Stored data -
------------------------------

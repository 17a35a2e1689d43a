//! # Request Validation
//!
//! Checks a [`CreateFeatureRequest`] before anything touches storage.
//! All violations are collected so the caller sees every bad field at once.

use crate::CreateFeatureRequest;
use crate::primitives::{MAX_CATEGORY_LENGTH, MAX_ICON_LENGTH, MAX_NAME_LENGTH, MAX_STATUS_LENGTH};
use std::fmt;

/// One violated rule on one field.
#[derive(Debug, Clone, PartialEq, Eq)]
pub enum FieldViolation {
    /// The field is empty or whitespace only.
    Required { field: &'static str },
    /// The field is longer than `max` characters.
    TooLong { field: &'static str, max: usize },
}

impl FieldViolation {
    /// Name of the field the violation refers to.
    #[must_use]
    pub fn field(&self) -> &'static str {
        match self {
            Self::Required { field } | Self::TooLong { field, .. } => field,
        }
    }
}

impl fmt::Display for FieldViolation {
    fn fmt(&self, f: &mut fmt::Formatter<'_>) -> fmt::Result {
        match self {
            Self::Required { field } => write!(f, "The {} field is required.", field),
            Self::TooLong { field, max } => write!(
                f,
                "The {} field must be a string with a maximum length of {}.",
                field, max
            ),
        }
    }
}

/// Validate a create request.
///
/// Returns every violation found, in field order
/// (`Name`, `Description`, `Status`, `Category`, `Icon`).
pub fn validate_create(request: &CreateFeatureRequest) -> Result<(), Vec<FieldViolation>> {
    let mut violations = Vec::new();

    check(&mut violations, "Name", &request.name, Some(MAX_NAME_LENGTH));
    check(&mut violations, "Description", &request.description, None);
    check(&mut violations, "Status", &request.status, Some(MAX_STATUS_LENGTH));
    check(&mut violations, "Category", &request.category, Some(MAX_CATEGORY_LENGTH));
    check(&mut violations, "Icon", &request.icon, Some(MAX_ICON_LENGTH));

    if violations.is_empty() {
        Ok(())
    } else {
        Err(violations)
    }
}

fn check(
    violations: &mut Vec<FieldViolation>,
    field: &'static str,
    value: &str,
    max: Option<usize>,
) {
    if value.trim().is_empty() {
        violations.push(FieldViolation::Required { field });
        return;
    }
    if let Some(max) = max.filter(|&max| value.chars().count() > max) {
        violations.push(FieldViolation::TooLong { field, max });
    }
}
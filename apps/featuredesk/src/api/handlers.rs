//! # API Endpoint Handlers
//!
//! Thin adapters from HTTP to [`FeatureService`](featuredesk_core::FeatureService).
//! Every JSON reply is an [`ApiResponse`] envelope.

use super::{
    AppState,
    error::ApiError,
    extract::{ApiJson, FeatureIdPath},
    types::{ApiResponse, FeatureResponse, HealthResponse},
};
use axum::{
    Json,
    extract::{Path, State},
    http::{StatusCode, header},
    response::{Html, IntoResponse},
};
use chrono::Utc;
use featuredesk_core::{CreateFeatureRequest, FeatureError, UpdateFeatureRequest};

/// Result type for handlers.
type ApiResult<T> = Result<T, ApiError>;

impl AppState {
    fn api_error(&self, err: FeatureError) -> ApiError {
        ApiError::from_feature_error(err, self.config.is_development())
    }
}

// =============================================================================
// HEALTH HANDLER
// =============================================================================

/// Health check endpoint.
pub async fn health_handler(State(state): State<AppState>) -> Json<HealthResponse> {
    Json(HealthResponse::healthy(
        &state.config.application_name,
        &state.config.version,
        Utc::now(),
    ))
}

// =============================================================================
// READ HANDLERS
// =============================================================================

/// List all features ordered by name.
pub async fn list_features_handler(
    State(state): State<AppState>,
) -> ApiResult<Json<ApiResponse<Vec<FeatureResponse>>>> {
    let features = state
        .service
        .list_all()
        .await
        .map_err(|e| state.api_error(e))?;

    let data = features.into_iter().map(FeatureResponse::from).collect();
    Ok(Json(ApiResponse::success(
        "Features retrieved successfully",
        data,
    )))
}

/// Get one feature by id.
pub async fn get_feature_handler(
    State(state): State<AppState>,
    FeatureIdPath(id): FeatureIdPath,
) -> ApiResult<Json<ApiResponse<FeatureResponse>>> {
    let feature = state
        .service
        .get_by_id(id)
        .await
        .map_err(|e| state.api_error(e))?
        .ok_or_else(ApiError::feature_not_found)?;

    Ok(Json(ApiResponse::success(
        "Feature retrieved successfully",
        feature.into(),
    )))
}

/// Get one feature by exact name.
pub async fn get_feature_by_name_handler(
    State(state): State<AppState>,
    Path(name): Path<String>,
) -> ApiResult<Json<ApiResponse<FeatureResponse>>> {
    let feature = state
        .service
        .get_by_name(&name)
        .await
        .map_err(|e| state.api_error(e))?
        .ok_or_else(ApiError::feature_not_found)?;

    Ok(Json(ApiResponse::success(
        "Feature retrieved successfully",
        feature.into(),
    )))
}

/// Rendered, sanitized HTML of a feature's Markdown description.
pub async fn feature_description_handler(
    State(state): State<AppState>,
    FeatureIdPath(id): FeatureIdPath,
) -> ApiResult<Html<String>> {
    let feature = state
        .service
        .get_by_id(id)
        .await
        .map_err(|e| state.api_error(e))?
        .ok_or_else(ApiError::feature_not_found)?;

    Ok(Html(state.markdown.render_to_html(&feature.description)))
}

// =============================================================================
// WRITE HANDLERS
// =============================================================================

/// Create a feature. Responds 201 with a `Location` header.
pub async fn create_feature_handler(
    State(state): State<AppState>,
    ApiJson(request): ApiJson<CreateFeatureRequest>,
) -> ApiResult<impl IntoResponse> {
    let feature = state
        .service
        .create(&request)
        .await
        .map_err(|e| state.api_error(e))?;

    let location = format!("/features/{}", feature.id);
    Ok((
        StatusCode::CREATED,
        [(header::LOCATION, location)],
        Json(ApiResponse::success(
            "Feature created successfully",
            FeatureResponse::from(feature),
        )),
    ))
}

/// Apply a partial update.
pub async fn update_feature_handler(
    State(state): State<AppState>,
    FeatureIdPath(id): FeatureIdPath,
    ApiJson(request): ApiJson<UpdateFeatureRequest>,
) -> ApiResult<Json<ApiResponse<FeatureResponse>>> {
    let feature = state
        .service
        .update(id, &request)
        .await
        .map_err(|e| state.api_error(e))?;

    Ok(Json(ApiResponse::success(
        "Feature updated successfully",
        feature.into(),
    )))
}

/// Delete a feature.
pub async fn delete_feature_handler(
    State(state): State<AppState>,
    FeatureIdPath(id): FeatureIdPath,
) -> ApiResult<Json<ApiResponse<()>>> {
    let deleted = state
        .service
        .delete(id)
        .await
        .map_err(|e| state.api_error(e))?;

    if !deleted {
        return Err(ApiError::feature_not_found());
    }
    Ok(Json(ApiResponse::acknowledged("Feature deleted successfully")))
}

// =============================================================================
// FALLBACK
// =============================================================================

/// Unknown routes still answer with the envelope.
pub async fn not_found_handler() -> ApiError {
    ApiError::NotFound("Resource not found".to_string())
}
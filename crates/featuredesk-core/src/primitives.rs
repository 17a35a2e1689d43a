//! # Fixed Limits and Names
//!
//! Constants compiled into the binary. Validation, storage, config and
//! the CLI read from here.

/// Maximum length of a feature name, in characters.
pub const MAX_NAME_LENGTH: usize = 100;

/// Maximum length of a feature status, in characters.
pub const MAX_STATUS_LENGTH: usize = 50;

/// Maximum length of a feature category, in characters.
pub const MAX_CATEGORY_LENGTH: usize = 50;

/// Maximum length of an icon class string, in characters.
pub const MAX_ICON_LENGTH: usize = 200;

/// Name of the one table FeatureDesk owns.
pub const FEATURES_TABLE: &str = "Features";

/// Connection string used when none is configured.
pub const DEFAULT_CONNECTION_STRING: &str = "sqlite://featuredesk.db";

/// Statuses the seed data and UI know about, with their display colour.
pub const STATUS_COLORS: [(&str, &str); 3] =
    [("Active", "green"), ("Pending", "yellow"), ("Disabled", "red")];

/// Display colour of a status. Matching is exact; anything unknown is gray.
#[must_use]
pub fn status_color(status: &str) -> &'static str {
    STATUS_COLORS
        .iter()
        .find(|&&(known, _)| known == status)
        .map_or("gray", |&(_, color)| color)
}
//! # FeatureDesk CLI Module
//!
//! This module implements the CLI interface for FeatureDesk.
//!
//! ## Available Commands
//!
//! - `server` - Start the HTTP server (default when no command is given)
//! - `init` - Create the schema and seed an empty database
//! - `list` - Print every feature
//! - `show` - Print one feature with its rendered description

mod commands;

use crate::config::AppConfig;
use crate::error::AppError;
use clap::{Parser, Subcommand};
use featuredesk_core::FeatureId;
use std::path::PathBuf;

pub use commands::*;

// =============================================================================
// CLI STRUCTURE
// =============================================================================

/// FeatureDesk - feature catalogue admin server
///
/// Manages named system features with Markdown descriptions over a
/// JSON API backed by SQLite.
#[derive(Parser, Debug)]
#[command(name = "featuredesk")]
#[command(version, about, long_about = None)]
pub struct Cli {
    /// Suppress banner output
    #[arg(short, long, global = true)]
    pub quiet: bool,

    /// Path to a TOML config file (overrides FEATUREDESK_CONFIG)
    #[arg(short, long, global = true)]
    pub config: Option<PathBuf>,

    /// Database connection string (overrides config and environment)
    #[arg(short = 'D', long, global = true)]
    pub database: Option<String>,

    /// Output in JSON format (for programmatic access)
    #[arg(long, global = true)]
    pub json_mode: bool,

    /// Subcommand to execute
    #[command(subcommand)]
    pub command: Option<Commands>,
}

/// Available CLI commands.
#[derive(Subcommand, Debug, Clone, PartialEq, Eq)]
pub enum Commands {
    /// Start HTTP server
    Server {
        /// Host to bind to
        #[arg(short = 'H', long)]
        host: Option<String>,

        /// Port to bind to
        #[arg(short, long)]
        port: Option<u16>,
    },

    /// Create the schema and seed data if the database is empty
    Init,

    /// List all features ordered by name
    List,

    /// Show one feature and its rendered description
    Show {
        /// Feature id
        id: i64,
    },
}

impl Cli {
    /// Resolve configuration: file and environment, then the flags given here.
    pub fn resolve_config(&self) -> Result<AppConfig, AppError> {
        let mut config = AppConfig::load(self.config.as_deref())?;

        if let Some(database) = &self.database {
            config.connection_string.clone_from(database);
        }
        if let Some(Commands::Server { host, port }) = &self.command {
            if let Some(host) = host {
                config.host.clone_from(host);
            }
            if let Some(port) = port {
                config.port = *port;
            }
        }
        Ok(config)
    }
}

// =============================================================================
// COMMAND EXECUTION
// =============================================================================

/// Execute the CLI with parsed arguments.
pub async fn execute(cli: Cli) -> Result<(), AppError> {
    let config = cli.resolve_config()?;
    let json_mode = cli.json_mode;

    match cli.command {
        Some(Commands::Server { .. }) | None => cmd_server(config).await,
        Some(Commands::Init) => cmd_init(&config, json_mode).await,
        Some(Commands::List) => cmd_list(&config, json_mode).await,
        Some(Commands::Show { id }) => cmd_show(&config, FeatureId(id), json_mode).await,
    }
}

------------------------------

Whenever the word "enum" occurs in a line of the records, that line counts once; state the total alone.

SOLUTION TO THIS PROBLEM - 2